Abstract

Hepatotoxicity is reported frequently as an adverse reaction during tuberculosis (TB) and HIV treatment. This study aimed to investigate the incidence of antiretroviral and anti-tuberculosis drug-induced liver enzymes activities variation in TB and TB-HIV co-infected patients at Jamot Hospital in Yaoundé-Cameroon. From April 2018 to May 2019, 336 treatment-naïve TB patients were enrolled. Liver enzymes (AST, ALT, ALP) and total bilirubin were evaluated at baseline and 12 weeks after treatment initiation. Blood was spotted on filter paper for DNA extraction by the chelex method. Standard nested PCR followed by restriction enzyme analysis with KpnI, TaqI, and BamHI to detect NAT2 polymorphisms was performed.
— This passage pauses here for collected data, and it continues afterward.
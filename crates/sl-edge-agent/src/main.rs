//! ScanLink edge agent: publishes nearby-device scans over an
//! authenticated broker session.
//!
//! Scan records arrive as JSON lines on stdin (one per observation) from
//! the platform's scanning helper.

use std::sync::Arc;

use tracing_subscriber::EnvFilter;

use sl_edge_agent::clock::{ClockGate, HostTimeSync, SystemClock};
use sl_edge_agent::config::{AgentConfig, AuthConfig};
use sl_edge_agent::credential::{AuthStrategy, CredentialProvider, DeviceKeySigner};
use sl_edge_agent::encoder::TelemetryEncoder;
use sl_edge_agent::inbox::LoggingInbox;
use sl_edge_agent::network::{InterfaceLink, interface_mac};
use sl_edge_agent::scanner::{ChannelScanSource, spawn_json_lines_reader};
use sl_edge_agent::storage::{CsvFileSink, RecordSink};
use sl_edge_agent::supervisor::{Collaborators, Supervisor, SupervisorSettings};
use sl_mqtt_channel::MqttConnector;
use sl_protocol::{Identity, topics};

/// Scan records buffered between the stdin reader and the supervisor.
const SCAN_QUEUE_CAPACITY: usize = 256;

#[tokio::main]
async fn main() -> anyhow::Result<()> {
    tracing_subscriber::fmt()
        .with_env_filter(EnvFilter::from_default_env())
        .json()
        .init();

    tracing::info!(version = env!("CARGO_PKG_VERSION"), "sl-edge-agent starting");

    // ── Load config ─────────────────────────────────────────────
    let config_path = std::env::args()
        .nth(1)
        .unwrap_or_else(|| "/etc/scanlink/agent.toml".to_string());

    let config = AgentConfig::from_file(&config_path)?;
    let identity = Identity::derive(&config.hub_host, &config.device_id)?;
    tracing::info!(
        device_id = %identity.device_id(),
        hub_host = %identity.hub_host(),
        scheme = ?config.mqtt.scheme,
        "config loaded"
    );

    // ── Receptor identity ───────────────────────────────────────
    let receptor_id = match &config.receptor_id {
        Some(id) => id.clone(),
        None => match interface_mac(&config.network_interface).await {
            Some(mac) => mac,
            None => {
                tracing::warn!(
                    interface = %config.network_interface,
                    "interface MAC unavailable, using device id as receptor id"
                );
                identity.device_id().to_string()
            }
        },
    };
    tracing::info!(receptor_id = %receptor_id, "receptor identity resolved");

    // ── Credentials ─────────────────────────────────────────────
    let clock = Arc::new(SystemClock);
    let strategy = match &config.auth {
        AuthConfig::SasToken {
            device_key,
            token_lifetime_minutes,
        } => AuthStrategy::SignedToken {
            signer: Arc::new(DeviceKeySigner::from_base64(device_key)?),
            lifetime_minutes: *token_lifetime_minutes,
        },
        AuthConfig::X509 {
            cert_path,
            key_path,
        } => AuthStrategy::CertificatePair {
            cert_path: cert_path.clone(),
            key_path: key_path.clone(),
        },
    };
    let credentials = CredentialProvider::new(clock.clone(), strategy);

    // ── Scan input and log ──────────────────────────────────────
    let (scan_tx, scan_source) = ChannelScanSource::new(SCAN_QUEUE_CAPACITY);
    let _reader = spawn_json_lines_reader(tokio::io::BufReader::new(tokio::io::stdin()), scan_tx);

    let storage: Option<Arc<dyn RecordSink>> = match &config.log_dir {
        Some(dir) => match CsvFileSink::create(dir, chrono::Utc::now()).await {
            Ok(sink) => Some(Arc::new(sink)),
            Err(e) => {
                tracing::warn!(error = %e, "scan log disabled");
                None
            }
        },
        None => None,
    };

    // ── Supervisor ──────────────────────────────────────────────
    let encoder = TelemetryEncoder::new(
        config.rssi_threshold,
        topics::telemetry(identity.device_id()),
        receptor_id,
    );
    let collaborators = Collaborators {
        network: Arc::new(InterfaceLink::new(&config.network_interface)),
        clock_gate: ClockGate::new(clock, Arc::new(HostTimeSync), config.clock.clone()),
        credentials,
        connector: Arc::new(MqttConnector::new(config.mqtt.clone())),
        scans: Box::new(scan_source),
        inbox: Arc::new(LoggingInbox),
        storage,
    };
    let mut supervisor = Supervisor::new(
        identity,
        encoder,
        collaborators,
        SupervisorSettings::from_config(&config),
    );

    // Graceful shutdown on SIGINT
    let (shutdown_tx, shutdown_rx) = tokio::sync::watch::channel(false);
    tokio::spawn(async move {
        match tokio::signal::ctrl_c().await {
            Ok(()) => {
                tracing::info!("shutdown signal received");
                let _ = shutdown_tx.send(true);
            }
            Err(e) => {
                tracing::error!(error = %e, "signal handler unavailable");
                // Dropping the sender would stop the supervisor.
                std::future::pending::<()>().await;
            }
        }
    });

    tracing::info!("sl-edge-agent ready");
    supervisor.run(shutdown_rx).await;

    tracing::info!("sl-edge-agent stopped");
    Ok(())
}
TB-HIV co-infection prevalence was 29.46%. There was a significant rise of transaminases (p < 0.05) at baseline in TB-HIV co-infected patients. At 12 weeks, there was a substantial rise of transaminases in TB patients, and total bilirubin in TB-HIV co-infected patients (p < 0.05). The prevalence of slow and fast acetylators was 85.71 and 14.29%, respectively. NAT2*5/5 and NAT2*5/6 genotypes were most represented. Slow acetylating NAT2 phenotype was significantly associated with drug hepatotoxicity (p < 0.05). The prevalence of TB-HIV co-infections remains high, and the rise in transaminases is linked to the slow acetylating NAT2 phenotype.

Key words: TB/HIV co-infection, hepatotoxicity, NAT2, Jamot Hospital, Cameroon.